Could you print every line from the first one of the records below through the line containing "running by id", with both included and nothing else?

START Given records

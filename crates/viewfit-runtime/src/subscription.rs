#![forbid(unsafe_code)]

//! Viewport event subscriptions with scoped listener lifecycle.
//!
//! Each fitting instance that reacts to resize signals installs a listener;
//! the only resource-leak risk in this subsystem is a listener that outlives
//! its component. Subscriptions make the acquisition scoped: the manager
//! owns every running listener and releases all of them on reconcile,
//! explicit stop, or drop.
//!
//! # How it works
//!
//! 1. The page declares the set of subscriptions it wants active
//! 2. [`SubscriptionManager::reconcile`] compares declared vs. running by id
//! 3. New subscriptions are started, removed ones are stopped and joined
//! 4. Produced [`ViewportEvent`]s are drained into the fit controller

use std::collections::HashSet;
use std::sync::mpsc;
use std::sync::{Arc, Condvar, Mutex};
use std::thread;

use viewfit_core::event::ViewportEvent;
use viewfit_core::geometry::Size;
use web_time::Duration;

use crate::source::ViewportSource;

/// A unique identifier for a subscription.
///
/// Subscriptions with the same id are considered identical; the manager
/// uses this to keep unchanged listeners running across reconciles.
pub type SubId = u64;

/// A continuous producer of viewport events.
///
/// Implementations run on a background thread and send events through the
/// provided channel until the channel disconnects or the stop signal fires.
pub trait Subscription: Send {
    /// Unique identifier for deduplication.
    fn id(&self) -> SubId;

    /// Produce events until stopped.
    fn run(&self, sender: mpsc::Sender<ViewportEvent>, stop: StopSignal);
}

/// Signal a running subscription polls to learn it should exit.
#[derive(Clone)]
pub struct StopSignal {
    inner: Arc<(Mutex<bool>, Condvar)>,
}

impl StopSignal {
    fn new() -> (Self, StopTrigger) {
        let inner = Arc::new((Mutex::new(false), Condvar::new()));
        (
            Self {
                inner: inner.clone(),
            },
            StopTrigger { inner },
        )
    }

    /// Check if the stop signal has been triggered.
    #[must_use]
    pub fn is_stopped(&self) -> bool {
        *self.inner.0.lock().unwrap()
    }

    /// Block until the signal fires or the timeout elapses.
    ///
    /// Returns `true` if stopped, `false` on timeout. Subscriptions use
    /// this as their poll cadence so teardown interrupts the wait instead
    /// of racing it.
    pub fn wait_timeout(&self, duration: Duration) -> bool {
        let (lock, cvar) = &*self.inner;
        let stopped = lock.lock().unwrap();
        if *stopped {
            return true;
        }
        let (stopped, _timeout) = cvar.wait_timeout(stopped, duration).unwrap();
        *stopped
    }
}

/// Runtime-side handle that fires a [`StopSignal`].
struct StopTrigger {
    inner: Arc<(Mutex<bool>, Condvar)>,
}

impl StopTrigger {
    fn stop(&self) {
        let (lock, cvar) = &*self.inner;
        *lock.lock().unwrap() = true;
        cvar.notify_all();
    }
}

/// A started subscription: its id, its stop trigger, and its thread.
struct RunningSubscription {
    id: SubId,
    trigger: StopTrigger,
    thread: Option<thread::JoinHandle<()>>,
}

impl RunningSubscription {
    /// Stop the listener and join its thread.
    fn stop(mut self) {
        self.trigger.stop();
        if let Some(handle) = self.thread.take() {
            let _ = handle.join();
        }
    }
}

impl Drop for RunningSubscription {
    fn drop(&mut self) {
        // Fire the signal; joining in drop could block the UI thread.
        self.trigger.stop();
    }
}

/// Owns every running listener for one fitting instance.
///
/// Dropping the manager stops all of them: scoped acquisition with
/// guaranteed release on unmount.
pub struct SubscriptionManager {
    active: Vec<RunningSubscription>,
    sender: mpsc::Sender<ViewportEvent>,
    receiver: mpsc::Receiver<ViewportEvent>,
}

impl SubscriptionManager {
    /// Create a manager with no running subscriptions.
    #[must_use]
    pub fn new() -> Self {
        let (sender, receiver) = mpsc::channel();
        Self {
            active: Vec::new(),
            sender,
            receiver,
        }
    }

    /// Update the set of running subscriptions to match `declared`.
    ///
    /// Subscriptions whose id is no longer declared are stopped and
    /// joined; newly declared ids are started; unchanged ids keep their
    /// running listener. Duplicate ids within `declared` start once.
    pub fn reconcile(&mut self, declared: Vec<Box<dyn Subscription>>) {
        let declared_ids: HashSet<SubId> = declared.iter().map(|s| s.id()).collect();

        let mut kept = Vec::new();
        for running in self.active.drain(..) {
            if declared_ids.contains(&running.id) {
                kept.push(running);
            } else {
                tracing::debug!(sub_id = running.id, "stopping viewport subscription");
                running.stop();
            }
        }
        self.active = kept;

        let mut running_ids: HashSet<SubId> = self.active.iter().map(|r| r.id).collect();
        for sub in declared {
            let id = sub.id();
            if !running_ids.insert(id) {
                continue;
            }

            tracing::debug!(sub_id = id, "starting viewport subscription");
            let (signal, trigger) = StopSignal::new();
            let sender = self.sender.clone();
            let thread = thread::spawn(move || sub.run(sender, signal));

            self.active.push(RunningSubscription {
                id,
                trigger,
                thread: Some(thread),
            });
        }
    }

    /// Drain pending events from all running subscriptions.
    #[must_use]
    pub fn drain_events(&self) -> Vec<ViewportEvent> {
        self.receiver.try_iter().collect()
    }

    /// Number of running subscriptions.
    #[must_use]
    pub fn active_count(&self) -> usize {
        self.active.len()
    }

    /// Stop and join every running subscription.
    pub fn stop_all(&mut self) {
        for running in self.active.drain(..) {
            running.stop();
        }
    }
}

impl Default for SubscriptionManager {
    fn default() -> Self {
        Self::new()
    }
}

impl Drop for SubscriptionManager {
    fn drop(&mut self) {
        self.stop_all();
    }
}

// --- Built-in subscriptions ---

/// Watches a [`ViewportSource`] and emits a resize event whenever the
/// observed size changes.
///
/// Polling the injected source (rather than hooking a platform resize
/// callback) keeps the runtime free of ambient globals; platform glue
/// writes into the source on its own schedule. The first observation
/// always emits, delivering the initial size.
pub struct WatchResize {
    id: SubId,
    interval: Duration,
    source: Arc<dyn ViewportSource + Send + Sync>,
}

impl WatchResize {
    /// Watch `source` at the given poll interval.
    #[must_use]
    pub fn new(
        id: SubId,
        interval: Duration,
        source: Arc<dyn ViewportSource + Send + Sync>,
    ) -> Self {
        Self {
            id,
            interval,
            source,
        }
    }
}

impl Subscription for WatchResize {
    fn id(&self) -> SubId {
        self.id
    }

    fn run(&self, sender: mpsc::Sender<ViewportEvent>, stop: StopSignal) {
        let mut last: Option<Size> = None;
        loop {
            if stop.wait_timeout(self.interval) {
                break;
            }
            let size = self.source.size();
            if last != Some(size) {
                last = Some(size);
                if sender.send(ViewportEvent::resize(size)).is_err() {
                    break;
                }
            }
        }
    }
}

/// A test double that sends a fixed event sequence and exits.
pub struct MockSubscription {
    id: SubId,
    events: Vec<ViewportEvent>,
}

impl MockSubscription {
    /// Create a mock that sends the given events once started.
    #[must_use]
    pub fn new(id: SubId, events: Vec<ViewportEvent>) -> Self {
        Self { id, events }
    }
}

impl Subscription for MockSubscription {
    fn id(&self) -> SubId {
        self.id
    }

    fn run(&self, sender: mpsc::Sender<ViewportEvent>, _stop: StopSignal) {
        for event in &self.events {
            if sender.send(*event).is_err() {
                break;
            }
        }
    }
}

END Given records

_Exercise output_:
filename crates/viewfit-runtime/src/subscription.rs
#![forbid(unsafe_code)]

//! Viewport event subscriptions with scoped listener lifecycle.
//!
//! Each fitting instance that reacts to resize signals installs a listener;
//! the only resource-leak risk in this subsystem is a listener that outlives
//! its component. Subscriptions make the acquisition scoped: the manager
//! owns every running listener and releases all of them on reconcile,
//! explicit stop, or drop.
//!
//! # How it works
//!
//! 1. The page declares the set of subscriptions it wants active
//! 2. [`SubscriptionManager::reconcile`] compares declared vs. running by id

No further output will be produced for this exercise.